In Staffing the Future Industry Charlene Mckenzie, a third year undergraduate at Cardiff Metropolitan University put a series of questions to industry leaders Julie Barker, Brenda Collin, Danny Pecorelli and Adam Rowledge.

Representatives from The Institute of Hospitality, Springboard, Cardiff Metropolitan University and the University of South Wales also contributed to the discussion alongside a handful of undergraduate students.

Mckenzie asked employers what they were doing to make it clear they were hiring graduates as so often many struggle to find roles relevant to their skills.

Brenda Collin, managing director – Preferred Hotels & Resorts, UK, Ireland, Nordics and Netherlands, said many of her hotels used Linkedin to network with potential employees. She also recommended students find a mentor in the industry to help them navigate a career path.

Julie Barker, formerly accommodation & hospitality at the University of Brighton encouraged students to explore the world of hospitality and catering and not give up if a first role wasn’t right. “Our industry is so vast – from pubs and clubs to care home catering or managing events like Glastonbury, “ she said. “It’s finding out what part of the industry puts fire in your belly. If one area doesn’t suit you, try another.”

Danny Pecorelli, managing director of Exclusive Hotels & Venues whose company runs a graduate management programme, encouraged graduates to seek out employers offering supportive schemes and said it was up to both parties to make it a success.

“For us it’s really important that we put proper structure in so there’s actually development. Our role is to teach them to become managers. It’s a two-way process, so we ensure you have what you need.”

For students looking to work with independent businesses without graduate programmes, the advice was to be prepared to work hard and carve out the career you want.

“It’s about being clear about what you’re signing up to. You are unlikely to go straight into a management role,” said Adam Rowledge, general manager of Georgian House hotel in London.

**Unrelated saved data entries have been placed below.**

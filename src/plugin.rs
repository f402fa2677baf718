use crate::{
    resources::TerrainResources,
    tasks::TerrainTasks,
    terrain::TerrainSheet,
    tile_tree::{TerrainComponents, TileTree},
};
use bevy::prelude::*;

pub use crate::lod_updater::update_terrain_lod;

/// Quadtree terrain sheet LOD for the bevy app.
///
/// The plugin registers the tile trees and the update systems. The
/// application provides the collaborators:
/// [`TerrainLodUpdater`](crate::lod_updater::TerrainLodUpdater) with a LOD
/// strategy, and [`TerrainResources`] with a buffer allocator. A default
/// [`TerrainTasks`] scheduler backed by the async compute pool is installed
/// automatically.
pub struct TerrainLodPlugin;

impl Plugin for TerrainLodPlugin {
    fn build(&self, app: &mut App) {
        app.init_resource::<TerrainComponents<TileTree>>()
            .init_resource::<TerrainTasks>()
            .add_systems(
                Update,
                (
                    poll_tile_updates,
                    update_terrain_lod,
                    upload_tessellator_buffers,
                )
                    .chain(),
            );
    }
}

/// Polls the data source for outstanding tile data and settles pending edge
/// swaps, for every allocated tile of every sheet.
pub fn poll_tile_updates(
    mut tile_trees: ResMut<TerrainComponents<TileTree>>,
    mut sheets: Query<(Entity, &mut TerrainSheet)>,
) {
    for (entity, mut sheet) in &mut sheets {
        if let Some(tile_tree) = tile_trees.get_mut(&entity) {
            sheet.poll_tile_updates(tile_tree);
        }
    }
}

/// The deferred resource upload phase: generates all pending tessellator
/// buffers through the application's allocator.
pub fn upload_tessellator_buffers(
    allocator: Option<Res<TerrainResources>>,
    mut sheets: Query<&mut TerrainSheet>,
) {
    let Some(allocator) = allocator else {
        return;
    };

    for mut sheet in &mut sheets {
        if sheet.tessellator.loading_required() {
            sheet.tessellator.load_resources(&*allocator.0);
        }
    }
}
use bevy::{
    prelude::*,
    tasks::{AsyncComputeTaskPool, TaskPool},
};
use std::sync::{Arc, Mutex};

/// Lifecycle of a background task created through a [`TaskScheduler`].
#[derive(Clone, Copy, PartialEq, Eq, Debug)]
pub enum TaskState {
    /// Not queued, ready for execution.
    Idle,
    /// Queued or currently executing.
    Queued,
    /// Finished executing; call [`TaskHandle::reset`] before re-queueing.
    Completed,
}

/// Handle to a reusable background task.
pub trait TaskHandle: Send + Sync {
    /// Queues the task body for execution. Ignored while the task is already
    /// queued or awaiting a [`Self::reset`].
    fn queue_execution(&mut self);

    fn state(&self) -> TaskState;

    /// Returns a completed task to [`TaskState::Idle`].
    fn reset(&mut self);
}

/// Creates cooperative background tasks.
///
/// The terrain system never blocks on a task, it polls
/// [`TaskHandle::state`] once per update cycle instead.
pub trait TaskScheduler: Send + Sync {
    fn create_task(&self, name: &str, body: Box<dyn FnMut() + Send>) -> Box<dyn TaskHandle>;
}

/// The task scheduler used by all terrain sheets.
#[derive(Resource, Clone)]
pub struct TerrainTasks(pub Arc<dyn TaskScheduler>);

impl Default for TerrainTasks {
    fn default() -> Self {
        Self(Arc::new(ThreadPoolTasks))
    }
}

/// Runs task bodies on the async compute task pool.
pub struct ThreadPoolTasks;

struct PooledTask {
    name: String,
    body: Arc<Mutex<Box<dyn FnMut() + Send>>>,
    completion: Option<async_channel::Receiver<()>>,
}

impl TaskScheduler for ThreadPoolTasks {
    fn create_task(&self, name: &str, body: Box<dyn FnMut() + Send>) -> Box<dyn TaskHandle> {
        Box::new(PooledTask {
            name: name.into(),
            body: Arc::new(Mutex::new(body)),
            completion: None,
        })
    }
}

impl TaskHandle for PooledTask {
    fn queue_execution(&mut self) {
        if self.state() != TaskState::Idle {
            return;
        }

        let (sender, receiver) = async_channel::bounded(1);
        let body = self.body.clone();

        AsyncComputeTaskPool::get_or_init(TaskPool::default)
            .spawn(async move {
                (body.lock().unwrap())();
                let _ = sender.try_send(());
            })
            .detach();

        trace!("queued terrain task {}", self.name);
        self.completion = Some(receiver);
    }

    fn state(&self) -> TaskState {
        match &self.completion {
            None => TaskState::Idle,
            Some(receiver) if receiver.is_empty() => TaskState::Queued,
            Some(_) => TaskState::Completed,
        }
    }

    fn reset(&mut self) {
        self.completion = None;
    }
}

/// Executes task bodies synchronously when they are queued. Useful for tests
/// and headless tools, where deterministic completion matters more than
/// parallelism.
pub struct InlineTasks;

struct InlineTask {
    body: Mutex<Box<dyn FnMut() + Send>>,
    state: TaskState,
}

impl TaskScheduler for InlineTasks {
    fn create_task(&self, _name: &str, body: Box<dyn FnMut() + Send>) -> Box<dyn TaskHandle> {
        Box::new(InlineTask {
            body: Mutex::new(body),
            state: TaskState::Idle,
        })
    }
}

impl TaskHandle for InlineTask {
    fn queue_execution(&mut self) {
        if self.state != TaskState::Idle {
            return;
        }

        (self.body.get_mut().unwrap())();
        self.state = TaskState::Completed;
    }

    fn state(&self) -> TaskState {
        self.state
    }

    fn reset(&mut self) {
        self.state = TaskState::Idle;
    }
}

#[cfg(test)]
mod tests {
    use super::*;
    use std::sync::atomic::{AtomicUsize, Ordering};

    #[test]
    fn inline_tasks_complete_synchronously() {
        let runs = Arc::new(AtomicUsize::new(0));
        let counter = runs.clone();

        let mut task = InlineTasks.create_task(
            "test",
            Box::new(move || {
                counter.fetch_add(1, Ordering::SeqCst);
            }),
        );

        assert_eq!(task.state(), TaskState::Idle);
        task.queue_execution();
        assert_eq!(task.state(), TaskState::Completed);

        // queueing without a reset is ignored
        task.queue_execution();
        assert_eq!(runs.load(Ordering::SeqCst), 1);

        task.reset();
        task.queue_execution();
        assert_eq!(runs.load(Ordering::SeqCst), 2);
    }
}
use crate::{
    lod_strategy::LodStrategy,
    settings::TerrainSettings,
    tasks::TerrainTasks,
    terrain::TerrainSheet,
    tile_tree::{TerrainComponents, TileTree},
    viewer::{TerrainViewer, ViewerInfo},
};
use bevy::prelude::*;

/// Coordinates LOD rebuilds across all terrain sheets in the scene.
///
/// Exactly one sheet rebuilds at a time, chosen by the largest discrepancy
/// between current and required tessellation among the sheets the strategy
/// marks as due. Sheets without any LOD yet are exempt from the round robin:
/// they all build in parallel until each has its first LOD, so multi sheet
/// startup (e.g. the six faces of a planet) converges together.
///
/// A sheet that becomes ineligible mid build still finishes; eligibility is
/// only consulted when picking the next sheet.
#[derive(Resource)]
pub struct TerrainLodUpdater {
    pub strategy: Box<dyn LodStrategy>,
    /// While set, no new rebuild is started. In-flight builds still finish.
    pub freeze_lod: bool,
    settings: TerrainSettings,
    current_sheet: Option<Entity>,
    /// Time at which the last LOD switch took place.
    last_lod_switch: Option<f64>,
}

impl TerrainLodUpdater {
    pub fn new(strategy: Box<dyn LodStrategy>, settings: TerrainSettings) -> Self {
        Self {
            strategy,
            freeze_lod: false,
            settings,
            current_sheet: None,
            last_lod_switch: None,
        }
    }

    pub fn settings(&self) -> &TerrainSettings {
        &self.settings
    }

    /// The sheet currently rebuilding under the round robin, if any.
    pub fn current_sheet(&self) -> Option<Entity> {
        self.current_sheet
    }

    /// Bounds LOD churn: once a sheet is displayed, its next switch has to
    /// wait out the data source's minimum switch time.
    fn lod_switch_time_elapsed(&self, sheet: &TerrainSheet, now: f64) -> bool {
        match self.last_lod_switch {
            None => true,
            Some(last) => {
                !sheet.has_any_lod()
                    || now - last > f64::from(sheet.min_lod_switch_time_secs())
            }
        }
    }
}

/// Runs one scheduler cycle: advances fresh sheets in parallel, commits the
/// active sheet's rebuild once it is ready, resynchronizes the borders of its
/// neighbors, picks the next sheet to rebuild and drives the visibility
/// tasks.
pub fn update_terrain_lod(
    updater: Option<ResMut<TerrainLodUpdater>>,
    mut tile_trees: ResMut<TerrainComponents<TileTree>>,
    mut sheets: Query<(Entity, &mut TerrainSheet)>,
    viewers: Query<(&GlobalTransform, &TerrainViewer)>,
    tasks: Res<TerrainTasks>,
    time: Res<Time>,
) {
    let Some(mut updater) = updater else {
        return;
    };
    let updater = &mut *updater;

    let Some((view_transform, viewer)) = viewers.iter().next() else {
        return;
    };
    let view = ViewerInfo {
        position: view_transform.translation().as_dvec3(),
        volume: viewer.volume.clone(),
    };
    updater.strategy.update_view(&view);

    let entities: Vec<Entity> = sheets.iter().map(|(entity, _)| entity).collect();

    // sheets with no LOD yet build in parallel, ahead of the round robin,
    // with the division budget waived for their exhaustive first build
    let mut new_sheet_loading = false;
    for &entity in &entities {
        let (_, mut sheet) = sheets.get_mut(entity).unwrap();
        if sheet.has_any_lod() {
            continue;
        }

        new_sheet_loading = true;
        if !sheet.is_building_new_lod() {
            sheet.begin_updating_lod(
                entity,
                &mut tile_trees,
                &view,
                &*updater.strategy,
                updater.settings.lod_up_delay,
            );
        } else if sheet.is_new_lod_ready(&tile_trees[&entity]) {
            sheet.apply_new_lod(entity, &mut tile_trees);
        }
    }

    if !new_sheet_loading {
        // commit the active sheet once its candidate LOD is ready
        if let Some(entity) = updater.current_sheet {
            let mut applied_neighbors = None;

            {
                let (_, mut sheet) = sheets.get_mut(entity).unwrap();
                if sheet.is_new_lod_ready(&tile_trees[&entity])
                    && updater.lod_switch_time_elapsed(&sheet, time.elapsed_secs_f64())
                {
                    if !sheet.is_lod_incomplete() && sheet.has_any_lod() {
                        updater.strategy.signal_update_completion(entity, &view);
                    }

                    sheet.apply_new_lod(entity, &mut tile_trees);
                    applied_neighbors = Some(sheet.adjacent_sheets().to_vec());
                }
            }

            if let Some(neighbors) = applied_neighbors {
                // adjacent sheets re-stitch their borders; neighbors of
                // neighbors catch up on their own subsequent cycles
                for neighbor in neighbors {
                    let (_, mut neighbor_sheet) = sheets.get_mut(neighbor).unwrap();
                    neighbor_sheet.update_edge_tessellation(neighbor, &mut tile_trees);
                }

                updater.last_lod_switch = Some(time.elapsed_secs_f64());
                updater.current_sheet = None;
            }
        }

        // round robin: pick the sheet with the largest tessellation discrepancy
        if !updater.freeze_lod && updater.current_sheet.is_none() {
            updater.current_sheet = select_next_sheet(updater, &tile_trees, &sheets, &entities, &view);

            if let Some(entity) = updater.current_sheet {
                let (_, mut sheet) = sheets.get_mut(entity).unwrap();
                sheet.begin_updating_lod(
                    entity,
                    &mut tile_trees,
                    &view,
                    &*updater.strategy,
                    updater.settings.lod_up_delay,
                );
            }
        }
    }

    // tile visibility; the sheets time slice the work internally
    for &entity in &entities {
        let (_, mut sheet) = sheets.get_mut(entity).unwrap();
        if sheet.has_any_lod() {
            sheet.update_tiles_visibility(
                tile_trees.get_mut(&entity).unwrap(),
                &view,
                &*tasks.0,
                updater.settings.visibility_slices,
            );
        }
    }
}

fn select_next_sheet(
    updater: &mut TerrainLodUpdater,
    tile_trees: &TerrainComponents<TileTree>,
    sheets: &Query<(Entity, &mut TerrainSheet)>,
    entities: &[Entity],
    view: &ViewerInfo,
) -> Option<Entity> {
    let mut selected = None;
    let mut max_discrepancy = 1.0_f32;

    for &entity in entities {
        if !updater.strategy.needs_to_be_updated(entity, view) {
            continue;
        }

        let (_, sheet) = sheets.get(entity).unwrap();
        let (from, to) = sheet.tessellation_ratio_range(&tile_trees[&entity], &*updater.strategy);

        let discrepancy = f32::max(
            if from < 1.0 { 1.0 / from } else { from },
            if to < 1.0 { 1.0 / to } else { to },
        );

        if discrepancy > max_discrepancy {
            max_discrepancy = discrepancy;
            selected = Some(entity);
        }
    }

    selected
}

“One of the important life lessons is that nobody is going to care more about your career than yourself, so be prepared to work hard to make your own career path,” agreed Peter Ducker, chief executive of the Institute of Hospitality, who said that while smaller companies may not have structured programmes, there is more of a chance to make a difference.

Do your research

Pecorelli advised job-seekers to carry out thorough research on a prospective employer before applying for a job to ensure they are happy with the company culture.

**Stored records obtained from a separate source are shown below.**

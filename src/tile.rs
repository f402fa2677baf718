use crate::{
    curvature::{CurvatureSample, SheetCurvature},
    data_source::TileData,
    material::{MaterialFactory, TileMaterial},
    math::{DAabb3, SheetRect},
    quad_tree::{NodeEvent, Quadrant},
    tessellator::{EdgeTessellation, SheetTessellator},
};
use bevy::math::DVec3;
use bitflags::bitflags;

bitflags! {
    /// Outstanding asynchronous work on a tile. A candidate LOD is only
    /// applied once every leaf has settled.
    #[derive(Clone, Copy, PartialEq, Eq, Debug, Default)]
    pub struct PendingUpdates: u8 {
        /// Waiting for the data source to deliver tile data.
        const DATA = 1 << 0;
        /// A visible tile keeps its widened morph tessellation until the
        /// material has settled, then swaps to the final edge key.
        const EDGE_SWAP = 1 << 1;
    }
}

/// The drawable state of a tile: buffer selection and visibility. The
/// geometry itself is shared through the sheet's
/// [`SheetTessellator`], a tile only picks an index buffer via its edge key.
pub struct TileMesh {
    pub active: bool,
    pub material: Option<Box<dyn TileMaterial>>,
    edge_tessellation: EdgeTessellation,
}

impl TileMesh {
    fn new() -> Self {
        Self {
            active: false,
            material: None,
            edge_tessellation: EdgeTessellation::default(),
        }
    }

    pub fn edge_tessellation(&self) -> EdgeTessellation {
        self.edge_tessellation
    }

    pub fn set_edge_tessellation(
        &mut self,
        edge: EdgeTessellation,
        tessellator: &mut SheetTessellator,
    ) {
        self.edge_tessellation = edge;
        tessellator.request_edge_tessellation(edge);
    }

    fn material_settled(&self) -> bool {
        self.material
            .as_ref()
            .is_some_and(|material| !material.has_pending_updates())
    }
}

/// One chunk of terrain, covering a leaf (or former leaf) of a sheet's
/// quadtree.
pub struct TerrainTile {
    area: SheetRect,
    pub mesh: TileMesh,
    bounds: DAabb3,
    min_displacement_height: f32,
    max_displacement_height: f32,
    /// Curvature offset pre-applied to the tile transform, so that tile
    /// local coordinates stay small on planetary curvature. Truncated to
    /// whole units to leave mantissa headroom for the in-shader subtraction.
    curvature_pre_offset: DVec3,
    /// The edge key this tile is supposed to use after the current LOD
    /// switch. Applied to the mesh by [`Self::on_lod_changed`].
    edge_tessellation: EdgeTessellation,
    pending: PendingUpdates,
    last_node_event: NodeEvent,
    is_occluded: bool,
    /// Whether the tile was displayed before the terrain switched to the
    /// current LOD, used to decide if a morph transition is worthwhile.
    pub was_visible_in_previous_lod: bool,
    lod_up_qualified_cycles: u32,
}

impl TerrainTile {
    pub fn new(area: SheetRect, curvature: &SheetCurvature) -> Self {
        Self::with_height_estimate(area, curvature, 0.0, 0.0)
    }

    /// A child tile covering one quadrant of its parent. Until its own data
    /// arrives, the displacement range is inherited from the parent so that
    /// culling and LOD priorities keep working during streaming.
    pub fn subdivide(parent: &TerrainTile, quadrant: Quadrant, curvature: &SheetCurvature) -> Self {
        Self::with_height_estimate(
            parent.area.quadrant(quadrant),
            curvature,
            parent.min_displacement_height,
            parent.max_displacement_height,
        )
    }

    fn with_height_estimate(
        area: SheetRect,
        curvature: &SheetCurvature,
        min_height: f32,
        max_height: f32,
    ) -> Self {
        let curvature_pre_offset = curvature
            .sample_at_sheet_pos(area.center())
            .world_offset
            .trunc();

        Self {
            area,
            mesh: TileMesh::new(),
            bounds: compute_bounds(&area, curvature, min_height, max_height),
            min_displacement_height: min_height,
            max_displacement_height: max_height,
            curvature_pre_offset,
            edge_tessellation: EdgeTessellation::default(),
            pending: PendingUpdates::DATA,
            last_node_event: NodeEvent::Disabled,
            is_occluded: false,
            was_visible_in_previous_lod: false,
            lod_up_qualified_cycles: 0,
        }
    }

    pub fn area(&self) -> &SheetRect {
        &self.area
    }

    /// This tile's bounding box in world space. An approximation derived
    /// from the parent's displacement range until the tile data has loaded.
    pub fn bounds(&self) -> &DAabb3 {
        &self.bounds
    }

    pub fn min_displacement_height(&self) -> f32 {
        self.min_displacement_height
    }

    pub fn max_displacement_height(&self) -> f32 {
        self.max_displacement_height
    }

    pub fn curvature_pre_offset(&self) -> DVec3 {
        self.curvature_pre_offset
    }

    pub fn pending_updates(&self) -> PendingUpdates {
        self.pending
    }

    pub fn edge_tessellation(&self) -> EdgeTessellation {
        self.edge_tessellation
    }

    pub fn set_edge_tessellation(&mut self, edge: EdgeTessellation) {
        self.edge_tessellation = edge;
    }

    /// Fresh data arrived from the data source: update the displacement
    /// range, the bounding box and the material.
    pub fn apply_data(
        &mut self,
        data: &TileData,
        curvature: &SheetCurvature,
        material_factory: &dyn MaterialFactory,
    ) {
        self.min_displacement_height = data.min_height();
        self.max_displacement_height = data.max_height();
        self.bounds = compute_bounds(
            &self.area,
            curvature,
            self.min_displacement_height,
            self.max_displacement_height,
        );
        self.mesh.material = Some(material_factory.create_material(&self.area, data));
        self.pending.remove(PendingUpdates::DATA);
    }

    /// Swaps a morphing tile to its final edge key once the material has
    /// settled. Polled once per update cycle.
    pub fn poll_edge_swap(&mut self, tessellator: &mut SheetTessellator) {
        if self.pending.contains(PendingUpdates::EDGE_SWAP) && self.mesh.material_settled() {
            self.mesh
                .set_edge_tessellation(self.edge_tessellation, tessellator);
            self.pending.remove(PendingUpdates::EDGE_SWAP);
        }
    }

    /// True once all asynchronous work for this tile has settled and its
    /// buffers are available, making it eligible for a LOD switch.
    pub fn is_ready(&self, tessellator: &SheetTessellator) -> bool {
        self.pending.is_empty()
            && self.mesh.material_settled()
            && tessellator.is_tessellation_available(self.mesh.edge_tessellation())
            && tessellator.vertex_buffer().is_some()
    }

    pub fn last_node_event(&self) -> NodeEvent {
        self.last_node_event
    }

    pub fn set_last_node_event(&mut self, event: NodeEvent) {
        self.last_node_event = event;
        self.update_visibility();
    }

    pub fn is_occluded(&self) -> bool {
        self.is_occluded
    }

    /// Applies an occlusion result computed by the visibility pass,
    /// returning whether it changed.
    pub fn set_occluded(&mut self, occluded: bool) -> bool {
        let changed = self.is_occluded != occluded;
        self.is_occluded = occluded;
        changed
    }

    pub fn update_visibility(&mut self) {
        let is_leaf = matches!(
            self.last_node_event,
            NodeEvent::Grouped | NodeEvent::Enabled
        );

        self.mesh.active = is_leaf && !self.is_occluded;
    }

    /// The sheet switched LOD. A tile that stays visible widens its edge key
    /// to the union of old and new for one frame, so the mesh stays hole
    /// free while the material morphs; the final key is applied by
    /// [`Self::poll_edge_swap`].
    pub fn on_lod_changed(&mut self, tessellator: &mut SheetTessellator) {
        if self.was_visible_in_previous_lod {
            if self.edge_tessellation != self.mesh.edge_tessellation() {
                let morph_edges = self.edge_tessellation.max(self.mesh.edge_tessellation());
                self.mesh.set_edge_tessellation(morph_edges, tessellator);
                self.pending.insert(PendingUpdates::EDGE_SWAP);
            }
        } else {
            self.mesh
                .set_edge_tessellation(self.edge_tessellation, tessellator);
        }

        if let Some(material) = &mut self.mesh.material {
            material.on_lod_changed(self.was_visible_in_previous_lod);
        }
    }

    /// Detail reduction debounce: the tile may only be merged into its
    /// parent after qualifying for `delay` consecutive update cycles.
    pub fn should_delay_lod_up(&mut self, delay: u32) -> bool {
        if self.lod_up_qualified_cycles < delay {
            self.lod_up_qualified_cycles += 1;
            true
        } else {
            self.lod_up_qualified_cycles = 0;
            false
        }
    }

    /// The tile stopped qualifying for a merge, start the debounce over.
    pub fn reset_lod_up_debounce(&mut self) {
        self.lod_up_qualified_cycles = 0;
    }
}

/// Whether the tile is hidden behind the horizon of the sheet's curvature,
/// seen from `view_position`. Pure so the visibility pass can run it on a
/// background task against a snapshot of tile state.
pub fn compute_occlusion(
    area: &SheetRect,
    min_height: f32,
    max_height: f32,
    curvature: &SheetCurvature,
    view_position: DVec3,
    curvature_at_view: &CurvatureSample,
) -> bool {
    if curvature.is_flat() {
        return false;
    }

    // the tile position closest to the camera, at maximum elevation
    let flat_view = view_position - curvature_at_view.world_offset;
    let closest = area.closest_point(flat_view);
    let tile_curvature = curvature.sample_at_sheet_pos(closest);
    let tile_highest =
        closest + tile_curvature.world_offset + tile_curvature.normal * max_height as f64;

    // occluded if the sight line to that point dips below the curvature sphere
    let segment = tile_highest - view_position;
    let t = (curvature.center() - view_position).dot(segment) / segment.length_squared();

    if t <= 0.0 || t >= 1.0 {
        return false;
    }

    // tiles below sea level must not occlude themselves
    let occluding_radius = curvature.radius() + f64::from(min_height.min(0.0));
    let closest_to_center = view_position + segment * t;

    closest_to_center.distance(curvature.center()) < occluding_radius
}

fn compute_bounds(
    area: &SheetRect,
    curvature: &SheetCurvature,
    min_height: f32,
    max_height: f32,
) -> DAabb3 {
    let normal = area.normal();
    let min_height = f64::from(min_height);
    let max_height = f64::from(max_height);

    if curvature.is_flat() {
        let corners = area.corners();

        return DAabb3::bounding(
            corners
                .iter()
                .flat_map(|&corner| [corner + normal * min_height, corner + normal * max_height]),
        );
    }

    // sample the curved surface at center, corners and edge midpoints and
    // bound the displaced extremes, with a margin for the sparse sampling
    let mut samples = vec![area.center()];
    samples.extend(area.corners());
    samples.extend(area.edge_midpoints());

    DAabb3::bounding(samples.iter().flat_map(|&position| {
        let sample = curvature.sample_at_sheet_pos(position);
        let curved = position + sample.world_offset;

        [
            curved + sample.normal * min_height,
            curved + sample.normal * max_height,
        ]
    }))
    .scaled_about_center(1.01)
}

Rowledge agreed and offered this top tip:

Students also quizzed employers on what makes them more appealing to employers.

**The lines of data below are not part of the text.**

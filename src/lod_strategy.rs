use crate::{math::DAabb3, viewer::ViewerInfo};
use bevy::{math::DVec3, prelude::*, utils::HashMap};

/// Defines the LOD distribution over the terrain.
pub trait LodStrategy: Send + Sync {
    /// Called once at the start of every scheduler cycle with the current
    /// viewer, before any of the queries below.
    fn update_view(&mut self, _view: &ViewerInfo) {}

    /// True when the sheet's LOD should be re-evaluated.
    fn needs_to_be_updated(&mut self, sheet: Entity, view: &ViewerInfo) -> bool;

    /// The sheet's LOD just reached the required tessellation.
    fn signal_update_completion(&mut self, sheet: Entity, view: &ViewerInfo);

    /// The quad density (quads per squared world unit) this strategy
    /// requires for a tile with the given bounds, base surface normal and
    /// displacement height range.
    fn required_vertex_density_for(
        &self,
        bounds: &DAabb3,
        surface_normal: DVec3,
        min_height: f32,
        max_height: f32,
    ) -> f32;

    /// Maximum number of tile divisions per LOD update. Lower values respond
    /// faster per frame but need more updates to stabilize.
    fn max_divisions_per_update(&self) -> u32;
}

/// Modifies the density required by [`DistanceLod`] per tile.
pub trait DensityModifier: Send + Sync {
    fn density_modifier_for(
        &self,
        bounds: &DAabb3,
        surface_normal: DVec3,
        min_height: f32,
        max_height: f32,
    ) -> f32;
}

/// A LOD measure based on the 3d distance from the viewer, falling off with
/// the squared distance.
pub struct DistanceLod {
    /// Viewer movement after which sheet LODs are re-evaluated.
    pub update_distance: f64,
    /// Quad density of a 1x1 unit surface viewed from one unit away.
    pub one_meter_vertex_density: f32,
    /// Upper bound on the required density.
    pub max_vertex_density: f32,
    pub max_divisions_per_update: u32,
    pub modifiers: Vec<Box<dyn DensityModifier>>,
    view_position: DVec3,
    last_update_positions: HashMap<Entity, DVec3>,
}

impl Default for DistanceLod {
    fn default() -> Self {
        Self {
            update_distance: 10.0,
            one_meter_vertex_density: 512.0,
            max_vertex_density: 64.0,
            max_divisions_per_update: 5,
            modifiers: Vec::new(),
            view_position: DVec3::ZERO,
            last_update_positions: HashMap::default(),
        }
    }
}

impl LodStrategy for DistanceLod {
    fn update_view(&mut self, view: &ViewerInfo) {
        self.view_position = view.position;
    }

    fn needs_to_be_updated(&mut self, sheet: Entity, view: &ViewerInfo) -> bool {
        let Some(&last_position) = self.last_update_positions.get(&sheet) else {
            return true;
        };

        if view.position.distance(last_position) > self.update_distance {
            // invalidate when moved
            self.last_update_positions.remove(&sheet);
            return true;
        }

        false
    }

    fn signal_update_completion(&mut self, sheet: Entity, view: &ViewerInfo) {
        self.last_update_positions.insert(sheet, view.position);
    }

    fn required_vertex_density_for(
        &self,
        bounds: &DAabb3,
        surface_normal: DVec3,
        min_height: f32,
        max_height: f32,
    ) -> f32 {
        let distance = bounds.distance_to_point(self.view_position);
        let mut density = self
            .max_vertex_density
            .min(self.one_meter_vertex_density / (distance * distance) as f32);

        for modifier in &self.modifiers {
            density *= modifier.density_modifier_for(bounds, surface_normal, min_height, max_height);
        }

        density
    }

    fn max_divisions_per_update(&self) -> u32 {
        self.max_divisions_per_update
    }
}

/// Increases vertex density for tiles with large height drops, which tend to
/// carry silhouettes.
pub struct HeightDensityModifier {
    pub height_density_multiplier: f32,
    pub max_height_density_multiplier: f32,
}

impl Default for HeightDensityModifier {
    fn default() -> Self {
        Self {
            height_density_multiplier: 0.005,
            max_height_density_multiplier: 8.0,
        }
    }
}

impl DensityModifier for HeightDensityModifier {
    fn density_modifier_for(
        &self,
        _bounds: &DAabb3,
        _surface_normal: DVec3,
        min_height: f32,
        max_height: f32,
    ) -> f32 {
        let height = max_height - min_height;
        1.0 + (height * self.height_density_multiplier).min(self.max_height_density_multiplier)
    }
}

#[cfg(test)]
mod tests {
    use super::*;

    fn view_at(position: DVec3) -> ViewerInfo {
        ViewerInfo {
            position,
            volume: None,
        }
    }

    #[test]
    fn update_gating_follows_viewer_movement() {
        let mut strategy = DistanceLod::default();
        let sheet = Entity::from_raw(1);

        assert!(strategy.needs_to_be_updated(sheet, &view_at(DVec3::ZERO)));

        strategy.signal_update_completion(sheet, &view_at(DVec3::ZERO));
        assert!(!strategy.needs_to_be_updated(sheet, &view_at(DVec3::new(5.0, 0.0, 0.0))));
        assert!(strategy.needs_to_be_updated(sheet, &view_at(DVec3::new(15.0, 0.0, 0.0))));
    }

    #[test]
    fn density_falls_off_with_squared_distance() {
        let mut strategy = DistanceLod {
            max_vertex_density: 1000.0,
            ..default()
        };
        strategy.update_view(&view_at(DVec3::new(0.0, 10.0, 0.0)));

        let bounds = DAabb3::new(DVec3::new(-1.0, 0.0, -1.0), DVec3::new(1.0, 0.0, 1.0));
        let density = strategy.required_vertex_density_for(&bounds, DVec3::Y, 0.0, 0.0);

        assert!((density - 512.0 / 100.0).abs() < 1e-3);

        strategy.update_view(&view_at(DVec3::new(0.0, 20.0, 0.0)));
        let farther = strategy.required_vertex_density_for(&bounds, DVec3::Y, 0.0, 0.0);
        assert!((density / farther - 4.0).abs() < 1e-3);
    }

    #[test]
    fn height_modifier_boosts_steep_tiles() {
        let mut strategy = DistanceLod {
            modifiers: vec![Box::new(HeightDensityModifier::default())],
            ..default()
        };
        strategy.update_view(&view_at(DVec3::new(0.0, 10.0, 0.0)));

        let bounds = DAabb3::new(DVec3::new(-1.0, 0.0, -1.0), DVec3::new(1.0, 0.0, 1.0));
        let flat = strategy.required_vertex_density_for(&bounds, DVec3::Y, 0.0, 0.0);
        let steep = strategy.required_vertex_density_for(&bounds, DVec3::Y, 0.0, 400.0);

        assert!((steep / flat - 3.0).abs() < 1e-3);
    }
}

Collin said she encourages job seekers she mentors to consider the three ‘ps’  – presentation, personality and pitch. “Do research and be prepared, don’t let yourself down on that point,” she said. “Once you are selected for interview don’t be afraid to use your personality and get your pitch right for the organisation.”

Barker advised students to gain experience in the industry through part-time work or a placement before entering it full-time to show employers they had experience, but also for their own benefit.

“Students need to be work-ready. Do work experience. So many times I hear graduates say the industry wasn’t what they expected it to be,” she said.

There was a consensus that employers were less interested in what students had covered in specific modules and university and were more interested in development of soft skills and a willingness to learn on the job.

Ducker said attitude was as important as qualifications: “You can teach skills, but if you have the right attitude it will help make your career more successful.”

Other topics included whether colleges and universities were helping students find jobs and arming them with the right skills and whether placement years were of benefit to both job-seekers and employers.

Employers were also asked by students why they didn’t use traditional job boards such as Indeed to advertise roles. They agreed that applying direct to an employer was the best route to landing the job they wanted and encouraged a personal approach to land the job of their dreams.

“This is a great industry and there are always going to be jobs there, you just have to look in the right place for them,” said Pecorelli.